Veluria's voice twisted inside his skull. "All who feed the cradle feed it — the seed at the heart of the Mirror World. Give it more, Ren. Or break."
He couldn't stop — Lyria's mouth pulled the last breath from him, his vision fracturing like shattered glass. The runes burned white-hot.
He gave it everything — a moan lost to marble, petals, and the trembling hum of a garden that bloomed wide to swallow every drop.
---
When the runes finally dimmed, he collapsed forward into Lyria's waiting arms — trembling, dazed, the taste of the garden's secrets clinging to the inside of his skull like poison and honey mixed as one.
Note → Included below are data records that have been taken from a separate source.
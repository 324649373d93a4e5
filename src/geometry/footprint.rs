//! Rectangular building footprint

use super::Line;
use crate::types::{Length, Point3};
use serde::Deserialize;
use std::fmt;

/// Number of points in a closed rectangular loop (first == last)
pub const FOOTPRINT_POINTS: usize = 5;

/// Number of edges (and walls) in the loop
pub const FOOTPRINT_EDGES: usize = 4;

/// Side of the rectangle an edge lies on, in loop order
#[derive(Debug, Clone, Copy, PartialEq, Eq, Hash, PartialOrd, Ord, Deserialize)]
#[serde(rename_all = "lowercase")]
pub enum EdgeSide {
    /// Edge 0, along -y
    Front,
    /// Edge 1, along +x
    Right,
    /// Edge 2, along +y
    Back,
    /// Edge 3, along -x
    Left,
}

impl EdgeSide {
    /// All sides in loop order
    pub const ALL: [EdgeSide; FOOTPRINT_EDGES] =
        [EdgeSide::Front, EdgeSide::Right, EdgeSide::Back, EdgeSide::Left];

    /// Position of the edge in the loop
    pub fn index(&self) -> usize {
        match self {
            EdgeSide::Front => 0,
            EdgeSide::Right => 1,
            EdgeSide::Back => 2,
            EdgeSide::Left => 3,
        }
    }
}

impl fmt::Display for EdgeSide {
    fn fmt(&self, f: &mut fmt::Formatter<'_>) -> fmt::Result {
        let name = match self {
            EdgeSide::Front => "front",
            EdgeSide::Right => "right",
            EdgeSide::Back => "back",
            EdgeSide::Left => "left",
        };
        f.write_str(name)
    }
}

/// Closed rectangular loop centered at the origin at z = 0
#[derive(Debug, Clone, PartialEq)]
pub struct Footprint {
    points: [Point3; FOOTPRINT_POINTS],
}

impl Footprint {
    /// Build the loop `(-dx,-dy) → (dx,-dy) → (dx,dy) → (-dx,dy) → (-dx,-dy)`
    ///
    /// Half dimensions are not validated: zero yields a degenerate loop.
    pub fn rectangle(half_width: Length, half_depth: Length) -> Self {
        let dx = half_width.value();
        let dy = half_depth.value();
        Footprint {
            points: [
                Point3::new(-dx, -dy, 0.0),
                Point3::new(dx, -dy, 0.0),
                Point3::new(dx, dy, 0.0),
                Point3::new(-dx, dy, 0.0),
                Point3::new(-dx, -dy, 0.0),
            ],
        }
    }

    /// All loop points, closing point included
    pub fn points(&self) -> &[Point3] {
        &self.points
    }

    /// Straight edge `i` from point `i` to point `i + 1`
    pub fn edge(&self, side: EdgeSide) -> Line {
        let i = side.index();
        Line::from_points(self.points[i], self.points[i + 1])
    }

    /// All four edges in loop order
    pub fn edges(&self) -> impl Iterator<Item = (EdgeSide, Line)> + '_ {
        EdgeSide::ALL.iter().map(move |side| (*side, self.edge(*side)))
    }

    /// Signed area by the shoelace formula (positive for counter-clockwise)
    pub fn signed_area(&self) -> f64 {
        self.points
            .windows(2)
            .map(|w| w[0].x * w[1].y - w[1].x * w[0].y)
            .sum::<f64>()
            / 2.0
    }

    /// Enclosed area
    pub fn area(&self) -> f64 {
        self.signed_area().abs()
    }

    /// Full length along x (`2·dx`)
    pub fn length(&self) -> f64 {
        self.points[1].x - self.points[0].x
    }

    /// Full depth along y (`2·dy`)
    pub fn depth(&self) -> f64 {
        self.points[2].y - self.points[1].y
    }

    /// Check whether the loop encloses no finite area
    pub fn is_degenerate(&self) -> bool {
        let area = self.area();
        !(area > 0.0 && area.is_finite())
    }
}
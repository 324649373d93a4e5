//! Wall element

use super::{BuiltInParameter, Category, Element, ElementCommon, ParameterValue};
use crate::geometry::Line;
use crate::types::{ElementId, Length, Point3};

/// Height of a wall whose top is not constrained to a level (10 ft)
pub const DEFAULT_UNCONNECTED_HEIGHT: Length = Length::from_internal(10.0);

/// A straight wall located by its centerline
#[derive(Debug, Clone, PartialEq)]
pub struct Wall {
    /// Common element data
    pub common: ElementCommon,
    /// Centerline
    pub location: Line,
    /// Structural wall flag
    pub structural: bool,
}

impl Wall {
    /// Create a wall along `location`, based on `base_level`, with an
    /// unconnected top
    pub fn new(location: Line, base_level: ElementId, structural: bool) -> Self {
        let mut common = ElementCommon::on_level(base_level);
        common.parameters.declare(
            BuiltInParameter::WallBaseConstraint,
            ParameterValue::ElementId(base_level),
        );
        common.parameters.declare(
            BuiltInParameter::WallHeightType,
            ParameterValue::ElementId(ElementId::INVALID),
        );
        common.parameters.declare(
            BuiltInParameter::WallUnconnectedHeight,
            ParameterValue::Double(DEFAULT_UNCONNECTED_HEIGHT.value()),
        );
        Wall {
            common,
            location,
            structural,
        }
    }

    /// Level the wall is based on
    pub fn base_level(&self) -> ElementId {
        self.common
            .parameters
            .get(BuiltInParameter::WallBaseConstraint)
            .and_then(|v| v.as_element_id())
            .unwrap_or(self.common.level_id)
    }

    /// Level the wall top is constrained to, if any
    pub fn top_constraint(&self) -> Option<ElementId> {
        self.common
            .parameters
            .get(BuiltInParameter::WallHeightType)
            .and_then(|v| v.as_element_id())
            .filter(|id| id.is_valid())
    }

    /// Height used when the top is unconnected
    pub fn unconnected_height(&self) -> Length {
        let value = self
            .common
            .parameters
            .get(BuiltInParameter::WallUnconnectedHeight)
            .and_then(|v| v.as_double())
            .unwrap_or(DEFAULT_UNCONNECTED_HEIGHT.value());
        Length::from_internal(value)
    }

    /// Exterior face normal, assuming the wall belongs to a counter-clockwise loop
    pub fn orientation(&self) -> Point3 {
        self.location.direction().cross(&Point3::UNIT_Z)
    }
}

impl Element for Wall {
    fn common(&self) -> &ElementCommon {
        &self.common
    }

    fn common_mut(&mut self) -> &mut ElementCommon {
        &mut self.common
    }

    fn category(&self) -> Category {
        Category::Wall
    }
}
Veluria knelt before him, her silk-clad fingers brushing sweat-damp hair from his forehead. Her smile was soft now — but her eyes glowed with dark triumph.
"You've bloomed your first sin, Ren Amakawa," she murmured.
"And the cradle is hungry for the next."
Ren's pulse still thundered in his veins like an echo of the pleasure that left him trembling in Lyria's arms. She cradled him against her chest, soft and warm, humming a wordless tune that curled through the hush of marble paths and drifting petals.
Veluria circled them, her gown trailing over runes that still glowed faintly where Ren's secrets had fed the garden's roots. She watched him with a predator's calm — violet eyes glimmering beneath the pale blooms overhead.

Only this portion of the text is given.